5. La pratique de l’astronomie
p. 35-44
Texte intégral
1Pourquoi devient-on astronome ? Les raisons peuvent être très diverses. Plusieurs viennent à ce métier après avoir été piqués, très jeunes, par l’observation astronomique, à l’aide d’une paire de jumelles ou d’un petit télescope. Les plus débrouillards parmi ces jeunes mordus auront peut-être même construit leur propre télescope, après en avoir patiemment poli les miroirs. D’autres auront été marqués par la lecture d’un livre ou d’une chronique dans une revue, par le visionnement d’une émission ou par une rencontre fortuite particulièrement inspirante. D’autres encore – c’est mon cas – ont grandi à l’époque particulièrement effervescente de la course à la Lune, entre 1961 et 1972. Rarement la transition entre l’« avant » et l’« après » a-t-elle été aussi marquante que durant cette période. Comme l’a déjà souligné Carl Sagan, ces années occupent une période privilégiée de l’histoire de l’humanité, celle où Lune et planètes ont cessé d’être des objets lointains et inaccessibles et sont devenues des mondes en voie d’exploration. Peut-on imaginer motivation plus forte que l’idée de participer à cette immense aventure ?

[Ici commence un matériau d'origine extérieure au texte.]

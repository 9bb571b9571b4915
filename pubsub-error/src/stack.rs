use std::{any::Any, error::Error, fmt, panic::Location};

use crate::{LogLevel, StatusCode};

/// Ошибка, которая знает свой [`StatusCode`].
pub trait ErrorExt: Error + Send + Sync + 'static {
    fn status_code(&self) -> StatusCode {
        StatusCode::Internal
    }

    /// Для [`StackError::downcast_ref`].
    fn as_any(&self) -> &dyn Any;
}

/// Корневая ошибка плюс след операций, через которые она прошла.
///
/// Каждый кадр следа запоминает место вызова `.context(..)`, что видно в
/// `Debug`. `Display` печатает операции снаружи внутрь:
/// `publish: topic must not be empty`.
pub struct StackError {
    root: Box<dyn ErrorExt>,
    trail: Vec<Frame>,
}

/// Один кадр следа.
#[derive(Debug, Clone)]
pub struct Frame {
    pub op: String,
    pub at: &'static Location<'static>,
}

impl StackError {
    pub fn new<E: ErrorExt>(err: E) -> Self {
        Self {
            root: Box::new(err),
            trail: Vec::new(),
        }
    }

    #[track_caller]
    pub fn context(
        mut self,
        op: impl Into<String>,
    ) -> Self {
        self.trail.push(Frame {
            op: op.into(),
            at: Location::caller(),
        });
        self
    }

    pub fn status_code(&self) -> StatusCode {
        self.root.status_code()
    }

    pub fn log_level(&self) -> LogLevel {
        self.status_code().log_level()
    }

    /// Кадры в порядке добавления (изнутри наружу).
    pub fn trail(&self) -> &[Frame] {
        &self.trail
    }

    pub fn downcast_ref<T: ErrorExt>(&self) -> Option<&T> {
        self.root.as_any().downcast_ref::<T>()
    }
}

impl fmt::Debug for StackError {
    fn fmt(
        &self,
        f: &mut fmt::Formatter<'_>,
    ) -> fmt::Result {
        let trail: Vec<String> = self
            .trail
            .iter()
            .map(|fr| format!("{} @ {}:{}", fr.op, fr.at.file(), fr.at.line()))
            .collect();
        f.debug_struct("StackError")
            .field("code", &self.status_code())
            .field("root", &self.root.to_string())
            .field("trail", &trail)
            .finish()
    }
}

impl fmt::Display for StackError {
    fn fmt(
        &self,
        f: &mut fmt::Formatter<'_>,
    ) -> fmt::Result {
        for frame in self.trail.iter().rev() {
            write!(f, "{}: ", frame.op)?;
        }
        write!(f, "{}", self.root)
    }
}

impl Error for StackError {
    fn source(&self) -> Option<&(dyn Error + 'static)> {
        Some(self.root.as_ref())
    }
}

impl<E: ErrorExt> From<E> for StackError {
    fn from(err: E) -> Self {
        Self::new(err)
    }
}

/// `.context(..)` прямо на `Result`.
pub trait ResultExt<T> {
    fn context(
        self,
        op: impl Into<String>,
    ) -> Result<T, StackError>;
}

impl<T, E: Into<StackError>> ResultExt<T> for Result<T, E> {
    #[track_caller]
    fn context(
        self,
        op: impl Into<String>,
    ) -> Result<T, StackError> {
        match self {
            Ok(v) => Ok(v),
            Err(e) => Err(e.into().context(op)),
        }
    }
}
//! Пять исходных экспортов C ABI поверх процессного движка по умолчанию.
//!
//! Движок создаётся лениво при первом вызове, конфигурация берётся из
//! окружения (`PUBSUB_*`), при ошибке используются значения по умолчанию.
//! Все функции возвращают `false` при null или невалидном UTF-8 в
//! обязательных строках.

use std::os::raw::{c_char, c_void};

use once_cell::sync::Lazy;
use tracing::warn;

use super::{
    handle::{get_next_message_on, guard, has_messages_on, publish_on, subscribe_on, unsubscribe_on},
    types::MessageCallback,
};
use crate::{config::EngineConfig, pubsub::PubSubEngine};

static DEFAULT_ENGINE: Lazy<PubSubEngine> = Lazy::new(|| {
    let config = EngineConfig::load().unwrap_or_else(|e| {
        warn!(error = %e, "invalid engine configuration, using defaults");
        EngineConfig::default()
    });
    PubSubEngine::new(config)
});

/// Движок, на котором работают экспорты этого модуля.
pub fn default_engine() -> &'static PubSubEngine {
    &DEFAULT_ENGINE
}

/// Подписывает `subscriber_id` на `topic`.
///
/// С `callback` доставка синхронная, `user_data` передаётся обратно в
/// каждый вызов без изменений. Без `callback` сообщения копятся в очереди.
/// Контекст `user_data` должен оставаться валидным до возврата
/// `unsubscribe`, снимающего подписку.
///
/// Исключение: `unsubscribe`, вызванный изнутри любого callback, не ждёт
/// вызовов снятого callback на других потоках. Освобождать `user_data`
/// после такого `unsubscribe` можно только когда хост сам знает, что
/// параллельных публикаций в эту тему нет.
#[no_mangle]
pub extern "C" fn subscribe(
    subscriber_id: *const c_char,
    topic: *const c_char,
    callback: Option<MessageCallback>,
    user_data: *mut c_void,
) -> bool {
    guard("subscribe", || unsafe {
        subscribe_on(default_engine(), subscriber_id, topic, callback, user_data)
    })
}

/// Null или пустая `topic` снимает все подписки подписчика.
#[no_mangle]
pub extern "C" fn unsubscribe(
    subscriber_id: *const c_char,
    topic: *const c_char,
) -> bool {
    guard("unsubscribe", || unsafe {
        unsubscribe_on(default_engine(), subscriber_id, topic)
    })
}

#[no_mangle]
pub extern "C" fn publish(
    topic: *const c_char,
    message: *const c_char,
) -> bool {
    guard("publish", || unsafe { publish_on(default_engine(), topic, message) })
}

/// Извлекает самое старое сообщение и копирует тему и текст в буферы
/// вызывающего (с обрезкой и NUL-терминатором). Null-буфер пропускается.
/// `false`, если сообщений нет.
#[no_mangle]
pub extern "C" fn get_next_message(
    subscriber_id: *const c_char,
    topic: *const c_char,
    out_topic: *mut c_char,
    out_topic_size: usize,
    out_message: *mut c_char,
    out_message_size: usize,
) -> bool {
    guard("get_next_message", || unsafe {
        get_next_message_on(
            default_engine(),
            subscriber_id,
            topic,
            out_topic,
            out_topic_size,
            out_message,
            out_message_size,
        )
    })
}

#[no_mangle]
pub extern "C" fn has_messages(
    subscriber_id: *const c_char,
    topic: *const c_char,
) -> bool {
    guard("has_messages", || unsafe {
        has_messages_on(default_engine(), subscriber_id, topic)
    })
}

2Astronome, donc. Mais y a-t-il un astronome typique ? Si oui, à quoi ressemble-t-il ? Se peut-il qu’ils soient tous des professeur Calys, de L’étoile mystérieuse de Hergé (Figure 4), celui de l’« ÉNORRRME boule de feu » ? La réponse, négative Dieu merci, doit être nuancée, puisqu’il y a plusieurs sortes d’astronomes ; la pratique de l’astronomie se démarque en effet de celle de la majorité des autres disciplines scientifiques par le rôle important tenu par les amateurs. Ce mot n’a, dans ce contexte, aucune connotation péjorative. Comme on le verra plus loin, le terme « astronome amateur » est le terme conventionnel utilisé pour décrire un observateur du ciel qui utilise, comme hobby, un petit télescope personnel pour faire des observations astronomiques. Dans plusieurs cas, ces observations peuvent être d’un grand intérêt pour l’astronome professionnel. Les astronomes amateurs forment un ensemble de praticiens, souvent tout aussi motivés que les astronomes professionnels, qui contribuent de façon remarquable à l’essor de la discipline par des observations uniques, qui occupent un créneau restreint mais délaissé par les astronomes professionnels. Cette spécificité fait de la pratique de l’astronomie l’une des activités scientifiques les plus ouvertes et démocratiques qui soit. Dans le tour d’horizon qui suit, il importe donc de discuter séparément du rôle des professionnels et des amateurs.
L’astronome professionnel
3Le choix d’une carrière astronomique implique non seulement que la passion soit au rendez-vous, mais aussi qu’elle soit accompagnée d’autres qualités. Le travail requiert assurément des aptitudes minimales pour les sciences naturelles et les mathématiques : esprit analytique, capacité de raisonnement logique, aptitude à observer et à tirer de ces observations les conclusions appropriées, sensibilité à la beauté et à l’organisation de la Nature, persistance et détermination dans l’exécution du travail. Également requise, cette capacité de doser avec intelligence, audace et prudence, capacité à laquelle faisait allusion le physicien Jean Perrin en parlant des deux « instincts [...] dont l’équilibre est nécessaire au lent progrès de la science humaine ». Au-delà de ces exigences qui caractérisent, je pense, l’exercice de tout travail scientifique, l’astronome se distingue par son désir d’aller au-delà d’une simple admiration passive du ciel étoilé et de poser les questions : pourquoi l’univers est-il comme il est, comment est-il structuré, que va-t-il devenir ?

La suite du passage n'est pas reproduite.